EXERCISE DESCRIPTION
Look below for the line containing "use std::fmt;"; from there through the line containing "fn from(err: toml::ser::Error)", both lines included, please set down each line exactly and nothing else.

EXERCISE INPUTS
// SPDX-License-Identifier: MPL-2.0
use std::fmt;

#[derive(Debug, Clone)]
pub enum Error {
    Io(String),
    Config(String),
}

impl fmt::Display for Error {
    fn fmt(&self, f: &mut fmt::Formatter<'_>) -> fmt::Result {
        match self {
            Error::Io(e) => write!(f, "I/O Error: {}", e),
            Error::Config(e) => write!(f, "Config Error: {}", e),
        }
    }
}

impl From<std::io::Error> for Error {
    fn from(err: std::io::Error) -> Self {
        Error::Io(err.to_string())
    }
}

impl From<toml::de::Error> for Error {
    fn from(err: toml::de::Error) -> Self {
        Error::Config(err.to_string())
    }
}

impl From<toml::ser::Error> for Error {
    fn from(err: toml::ser::Error) -> Self {
        Error::Config(err.to_string())
    }
}

pub type Result<T> = std::result::Result<T, Error>;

ANSWER SPACE
use std::fmt;

#[derive(Debug, Clone)]
pub enum Error {
    Io(String),
    Config(String),
}

impl fmt::Display for Error {
    fn fmt(&self, f: &mut fmt::Formatter<'_>) -> fmt::Result {
        match self {
            Error::Io(e) => write!(f, "I/O Error: {}", e),
            Error::Config(e) => write!(f, "Config Error: {}", e),
        }
    }
}

impl From<std::io::Error> for Error {
    fn from(err: std::io::Error) -> Self {
        Error::Io(err.to_string())
    }
}

impl From<toml::de::Error> for Error {
    fn from(err: toml::de::Error) -> Self {
        Error::Config(err.to_string())
    }
}

impl From<toml::ser::Error> for Error {
    fn from(err: toml::ser::Error) -> Self {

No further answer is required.